(THE DATA Opens)

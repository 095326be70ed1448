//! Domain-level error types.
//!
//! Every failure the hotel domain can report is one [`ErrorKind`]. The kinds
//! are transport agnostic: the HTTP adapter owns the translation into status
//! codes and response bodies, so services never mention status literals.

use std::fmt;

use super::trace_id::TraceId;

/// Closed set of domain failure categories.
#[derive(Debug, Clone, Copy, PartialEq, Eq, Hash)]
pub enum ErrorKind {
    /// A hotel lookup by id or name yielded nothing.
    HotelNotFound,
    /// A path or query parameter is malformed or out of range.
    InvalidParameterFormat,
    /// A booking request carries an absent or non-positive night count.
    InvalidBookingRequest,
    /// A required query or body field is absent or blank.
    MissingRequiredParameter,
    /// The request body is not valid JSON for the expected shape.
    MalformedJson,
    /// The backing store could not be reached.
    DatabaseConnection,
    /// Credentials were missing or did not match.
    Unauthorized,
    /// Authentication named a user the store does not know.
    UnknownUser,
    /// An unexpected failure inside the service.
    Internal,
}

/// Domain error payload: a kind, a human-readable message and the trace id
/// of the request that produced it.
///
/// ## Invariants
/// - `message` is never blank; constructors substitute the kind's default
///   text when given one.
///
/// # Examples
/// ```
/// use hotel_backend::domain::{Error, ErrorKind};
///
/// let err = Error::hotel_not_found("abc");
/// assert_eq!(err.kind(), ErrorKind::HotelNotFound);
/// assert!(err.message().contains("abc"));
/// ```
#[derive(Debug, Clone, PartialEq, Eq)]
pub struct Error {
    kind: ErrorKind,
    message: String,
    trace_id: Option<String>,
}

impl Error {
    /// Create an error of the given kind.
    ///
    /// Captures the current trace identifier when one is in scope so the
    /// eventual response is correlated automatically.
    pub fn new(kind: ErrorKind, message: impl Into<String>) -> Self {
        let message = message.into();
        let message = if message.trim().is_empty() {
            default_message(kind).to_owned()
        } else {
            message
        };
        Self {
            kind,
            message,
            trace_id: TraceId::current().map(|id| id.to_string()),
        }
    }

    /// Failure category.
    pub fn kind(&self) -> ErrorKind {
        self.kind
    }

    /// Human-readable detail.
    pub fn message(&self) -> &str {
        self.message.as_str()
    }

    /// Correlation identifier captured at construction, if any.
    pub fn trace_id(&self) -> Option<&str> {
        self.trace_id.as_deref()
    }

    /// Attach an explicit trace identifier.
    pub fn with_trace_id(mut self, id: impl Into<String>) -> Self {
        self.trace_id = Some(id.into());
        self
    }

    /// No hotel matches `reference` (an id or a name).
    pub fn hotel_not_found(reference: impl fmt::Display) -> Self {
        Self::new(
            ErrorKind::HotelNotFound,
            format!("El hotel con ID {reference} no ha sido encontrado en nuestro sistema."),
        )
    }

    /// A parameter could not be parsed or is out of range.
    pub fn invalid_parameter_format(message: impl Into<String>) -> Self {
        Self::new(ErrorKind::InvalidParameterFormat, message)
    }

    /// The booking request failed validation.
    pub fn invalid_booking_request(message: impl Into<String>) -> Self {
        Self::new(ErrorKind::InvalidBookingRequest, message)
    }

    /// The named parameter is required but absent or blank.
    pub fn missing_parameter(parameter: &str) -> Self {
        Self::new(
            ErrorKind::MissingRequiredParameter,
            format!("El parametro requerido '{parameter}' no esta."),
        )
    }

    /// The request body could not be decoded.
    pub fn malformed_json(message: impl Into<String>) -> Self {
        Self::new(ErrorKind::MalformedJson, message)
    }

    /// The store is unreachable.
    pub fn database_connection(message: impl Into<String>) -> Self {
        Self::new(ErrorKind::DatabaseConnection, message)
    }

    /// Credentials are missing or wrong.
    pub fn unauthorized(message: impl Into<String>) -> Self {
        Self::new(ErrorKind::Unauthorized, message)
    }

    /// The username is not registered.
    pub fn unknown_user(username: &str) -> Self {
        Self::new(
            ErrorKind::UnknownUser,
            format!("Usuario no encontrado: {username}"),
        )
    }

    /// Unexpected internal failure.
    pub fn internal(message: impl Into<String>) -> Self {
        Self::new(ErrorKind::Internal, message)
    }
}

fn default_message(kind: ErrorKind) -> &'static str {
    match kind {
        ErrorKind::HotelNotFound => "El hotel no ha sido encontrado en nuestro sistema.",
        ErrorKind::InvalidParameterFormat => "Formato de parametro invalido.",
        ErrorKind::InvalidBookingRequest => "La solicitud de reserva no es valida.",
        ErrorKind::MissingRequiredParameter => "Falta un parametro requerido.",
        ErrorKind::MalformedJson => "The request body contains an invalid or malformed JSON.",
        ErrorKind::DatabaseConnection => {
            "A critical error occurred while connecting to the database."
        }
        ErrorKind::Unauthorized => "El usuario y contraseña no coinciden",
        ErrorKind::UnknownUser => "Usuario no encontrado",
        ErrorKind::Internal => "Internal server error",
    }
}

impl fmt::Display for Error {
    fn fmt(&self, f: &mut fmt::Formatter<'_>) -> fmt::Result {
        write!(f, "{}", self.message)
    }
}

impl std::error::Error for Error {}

(THE DATA Closes)
(THE DATA Opens)

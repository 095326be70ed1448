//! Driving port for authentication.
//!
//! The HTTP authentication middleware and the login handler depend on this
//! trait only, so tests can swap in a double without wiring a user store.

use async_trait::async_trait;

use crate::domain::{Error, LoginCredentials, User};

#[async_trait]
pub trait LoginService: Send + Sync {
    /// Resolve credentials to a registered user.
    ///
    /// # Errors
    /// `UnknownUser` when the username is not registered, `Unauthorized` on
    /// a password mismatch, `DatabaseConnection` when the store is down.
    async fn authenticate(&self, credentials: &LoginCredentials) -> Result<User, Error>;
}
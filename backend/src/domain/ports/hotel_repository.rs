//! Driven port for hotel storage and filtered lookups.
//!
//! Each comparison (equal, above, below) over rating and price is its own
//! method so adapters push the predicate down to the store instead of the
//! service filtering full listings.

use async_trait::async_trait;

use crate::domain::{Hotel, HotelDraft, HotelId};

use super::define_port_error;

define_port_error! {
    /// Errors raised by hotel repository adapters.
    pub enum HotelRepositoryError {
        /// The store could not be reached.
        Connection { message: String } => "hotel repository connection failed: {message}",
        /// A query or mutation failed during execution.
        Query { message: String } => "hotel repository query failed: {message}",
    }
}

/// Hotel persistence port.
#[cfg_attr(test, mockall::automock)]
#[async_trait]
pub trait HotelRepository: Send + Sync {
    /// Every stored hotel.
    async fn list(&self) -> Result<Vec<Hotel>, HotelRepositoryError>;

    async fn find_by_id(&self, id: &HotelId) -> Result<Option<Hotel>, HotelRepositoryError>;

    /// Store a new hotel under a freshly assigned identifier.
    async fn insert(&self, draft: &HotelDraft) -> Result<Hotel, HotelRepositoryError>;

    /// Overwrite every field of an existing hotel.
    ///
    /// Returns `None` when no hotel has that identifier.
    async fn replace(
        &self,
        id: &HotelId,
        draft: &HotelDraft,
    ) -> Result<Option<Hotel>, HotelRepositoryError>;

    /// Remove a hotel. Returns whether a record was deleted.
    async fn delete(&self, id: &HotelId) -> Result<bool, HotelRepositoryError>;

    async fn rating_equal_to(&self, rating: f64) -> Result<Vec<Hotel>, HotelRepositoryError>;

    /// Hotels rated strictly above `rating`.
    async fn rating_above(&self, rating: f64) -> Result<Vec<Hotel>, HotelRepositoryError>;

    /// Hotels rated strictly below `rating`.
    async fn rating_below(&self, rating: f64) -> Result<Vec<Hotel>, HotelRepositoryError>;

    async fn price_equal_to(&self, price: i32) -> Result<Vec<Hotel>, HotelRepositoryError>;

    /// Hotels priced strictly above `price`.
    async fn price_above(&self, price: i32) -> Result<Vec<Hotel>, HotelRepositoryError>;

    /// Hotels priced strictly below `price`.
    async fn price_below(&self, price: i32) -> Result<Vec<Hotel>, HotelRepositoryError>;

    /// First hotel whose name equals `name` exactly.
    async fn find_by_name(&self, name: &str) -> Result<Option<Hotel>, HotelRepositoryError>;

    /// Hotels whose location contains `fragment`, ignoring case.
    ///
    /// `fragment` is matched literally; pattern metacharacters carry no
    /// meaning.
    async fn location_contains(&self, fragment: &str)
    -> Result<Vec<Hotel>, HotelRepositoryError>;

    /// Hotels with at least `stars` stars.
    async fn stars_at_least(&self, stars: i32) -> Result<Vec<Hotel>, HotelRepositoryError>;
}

(THE DATA Closes)

EXERCISE OBJECTIVE - Tally the lines in the records that contain "username", then give only the tally.

WRITTEN SOLUTION - 4